◆ Data items
'''

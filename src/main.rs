use anyhow::Context;
use tracing::info;

use photo_albums::{logging, Directory, StoreConfig};

fn main() -> anyhow::Result<()> {
    logging::init();

    let config = StoreConfig::from_env().context("failed to resolve the catalog location")?;
    let store = config
        .open_store()
        .with_context(|| format!("failed to open {}", config.database_path().display()))?;

    let directory = match config.stock_dir() {
        Some(stock_dir) => Directory::initialize_with_stock(store, stock_dir)?,
        None => Directory::initialize(store)?,
    };

    info!(
        "Catalog ready at {} with {} accounts",
        directory.store().path().display(),
        directory.accounts().len()
    );
    for account in directory.accounts() {
        info!("  {} ({})", account.username, account.kind.as_str());
    }

    directory
        .close()
        .context("failed to flush the account registry")?;
    Ok(())
}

'''

◆ WHAT TO WORK ON
Wherever the string "display" occurs in the records above, copy that line.

◆ RESULT OF THE EXERCISE
        .with_context(|| format!("failed to open {}", config.database_path().display()))?;
        directory.store().path().display(),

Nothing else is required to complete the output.